Material shown:
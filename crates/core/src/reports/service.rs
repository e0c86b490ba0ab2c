//! Monthly report generation service.

use std::collections::{BTreeMap, BTreeSet, HashMap};
use std::sync::Arc;

use chrono::{DateTime, Utc};
use rust_decimal::Decimal;
use tracing::{debug, info};
use uuid::Uuid;

use super::cache::ReportCache;
use super::error::ReportError;
use super::types::{
    ExpenseSection, IncomeSection, MonthlyReport, MonthlyReportData, PurchaseOrderSection,
    ReportAlerts, ReportPeriod, VarianceLine,
};
use crate::spend::{
    AT_RISK_THRESHOLD, ExpenseCategory, OVER_BUDGET_THRESHOLD, classify,
    report_percentage, spend_percentage,
};

/// Payment status counted towards high-value pending alerts.
const PENDING_STATUS: &str = "pending";

/// Loads the ledger data a monthly report aggregates.
///
/// This trait is implemented by the db crate to provide actual database operations.
pub trait MonthlyReportSource: Send + Sync {
    /// Read everything needed for `period`.
    fn load_month(
        &self,
        period: ReportPeriod,
    ) -> impl std::future::Future<Output = Result<MonthlyReportData, ReportError>> + Send;
}

/// Pure monthly aggregation.
pub struct ReportService;

impl ReportService {
    /// Aggregate a month of data into a report.
    #[must_use]
    pub fn build_monthly_report(
        period: ReportPeriod,
        data: &MonthlyReportData,
        high_value_threshold: Decimal,
        generated_at: DateTime<Utc>,
    ) -> MonthlyReport {
        let budget_variance = Self::budget_variance(data);
        let alerts = Self::alerts(&budget_variance, data, high_value_threshold);

        MonthlyReport {
            period,
            generated_at,
            income: Self::income(data),
            expenses: Self::expenses(data),
            budget_variance,
            payments: count_by(data.payments.iter().map(|p| p.status.to_lowercase())),
            quotations: count_by(data.quotation_statuses.iter().map(|s| s.as_str().to_string())),
            estimations: count_by(
                data.estimation_statuses
                    .iter()
                    .map(|s| s.as_str().to_string()),
            ),
            purchase_orders: Self::purchase_orders(data),
            alerts,
        }
    }

    fn income(data: &MonthlyReportData) -> IncomeSection {
        let mut section = IncomeSection::default();
        for income in &data.incomes {
            section.total += income.amount;
            *section
                .by_type
                .entry(income.income_type.clone())
                .or_default() += income.amount;
            *section.by_method.entry(income.method.clone()).or_default() += income.amount;
        }
        section
    }

    fn expenses(data: &MonthlyReportData) -> ExpenseSection {
        let mut section = ExpenseSection::default();
        for expense in &data.expenses {
            section.total += expense.amount;
            *section.by_category.entry(expense.category).or_default() += expense.amount;
            *section.by_project.entry(expense.project_id).or_default() += expense.amount;
        }
        section
    }

    /// One line per project category with a budget or spend.
    ///
    /// Projects are ordered by id, categories in budget field order.
    fn budget_variance(data: &MonthlyReportData) -> Vec<VarianceLine> {
        let estimations: HashMap<Uuid, _> = data
            .latest_estimations
            .iter()
            .map(|e| (e.project_id, e))
            .collect();
        let projects: BTreeSet<Uuid> = estimations
            .keys()
            .chain(data.cumulative_spend.keys())
            .copied()
            .collect();

        let mut lines = Vec::new();
        for project_id in projects {
            let spend = data.cumulative_spend.get(&project_id);
            for category in ExpenseCategory::ALL {
                let budget = estimations
                    .get(&project_id)
                    .map_or(Decimal::ZERO, |e| e.budget_for(category.budget_category()));
                let actual = spend
                    .and_then(|s| s.get(&category))
                    .copied()
                    .unwrap_or(Decimal::ZERO);
                if budget.is_zero() && actual.is_zero() {
                    continue;
                }

                let percentage = spend_percentage(actual, budget);
                lines.push(VarianceLine {
                    project_id,
                    category,
                    budget,
                    actual,
                    variance: budget - actual,
                    percentage: report_percentage(percentage),
                    status: classify(percentage),
                });
            }
        }
        lines
    }

    fn purchase_orders(data: &MonthlyReportData) -> PurchaseOrderSection {
        PurchaseOrderSection {
            count: data.purchase_orders.len() as u64,
            total_amount: data.purchase_orders.iter().map(|p| p.total_amount).sum(),
            by_status: count_by(data.purchase_orders.iter().map(|p| p.status.to_lowercase())),
        }
    }

    fn alerts(
        variance: &[VarianceLine],
        data: &MonthlyReportData,
        high_value_threshold: Decimal,
    ) -> ReportAlerts {
        // Thresholds are checked on the exact ratio, not the rounded one.
        let exact = |line: &VarianceLine| spend_percentage(line.actual, line.budget);

        let categories_at_risk = variance
            .iter()
            .filter(|line| exact(line) >= AT_RISK_THRESHOLD)
            .count() as u64;
        let over_budget_projects = variance
            .iter()
            .filter(|line| exact(line) > OVER_BUDGET_THRESHOLD)
            .map(|line| line.project_id)
            .collect::<BTreeSet<_>>()
            .len() as u64;
        let high_value_pending_payments = data
            .payments
            .iter()
            .filter(|p| p.status.eq_ignore_ascii_case(PENDING_STATUS))
            .filter(|p| p.amount >= high_value_threshold)
            .count() as u64;

        ReportAlerts {
            categories_at_risk,
            over_budget_projects,
            high_value_pending_payments,
        }
    }
}

fn count_by(keys: impl Iterator<Item = String>) -> BTreeMap<String, u64> {
    let mut counts = BTreeMap::new();
    for key in keys {
        *counts.entry(key).or_insert(0) += 1;
    }
    counts
}

/// Monthly report service with caching of closed months.
pub struct MonthlyReportService<S: MonthlyReportSource> {
    source: Arc<S>,
    cache: ReportCache,
    high_value_threshold: Decimal,
}

impl<S: MonthlyReportSource> MonthlyReportService<S> {
    /// Create a new monthly report service.
    #[must_use]
    pub fn new(source: Arc<S>, cache: ReportCache, high_value_threshold: Decimal) -> Self {
        Self {
            source,
            cache,
            high_value_threshold,
        }
    }

    /// Report for a calendar month.
    ///
    /// Reports for months that have fully elapsed are served from cache; the
    /// current and future months are always recomputed.
    ///
    /// # Errors
    ///
    /// - `InvalidPeriod` for a month outside 1..=12
    /// - `Database` if source data cannot be read
    pub async fn monthly_report(&self, year: i32, month: u32) -> Result<MonthlyReport, ReportError> {
        let period = ReportPeriod::new(year, month)?;
        let now = Utc::now();
        let closed = period.is_closed(now);

        if closed {
            if let Some(report) = self.cache.get(period) {
                debug!(year, month, "Monthly report served from cache");
                return Ok(report);
            }
        }

        let data = self.source.load_month(period).await?;
        let report =
            ReportService::build_monthly_report(period, &data, self.high_value_threshold, now);

        if closed {
            self.cache.insert(period, report.clone());
        }
        info!(
            year,
            month,
            expenses = %report.expenses.total,
            income = %report.income.total,
            over_budget_projects = report.alerts.over_budget_projects,
            "Monthly report generated"
        );
        Ok(report)
    }

    /// Drop all cached reports.
    pub fn invalidate_cache(&self) {
        self.cache.invalidate_all();
    }
}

Task directions: Check every line of the data for the word "MonthlyReportSource". The response is the count alone.

Worked solution: 3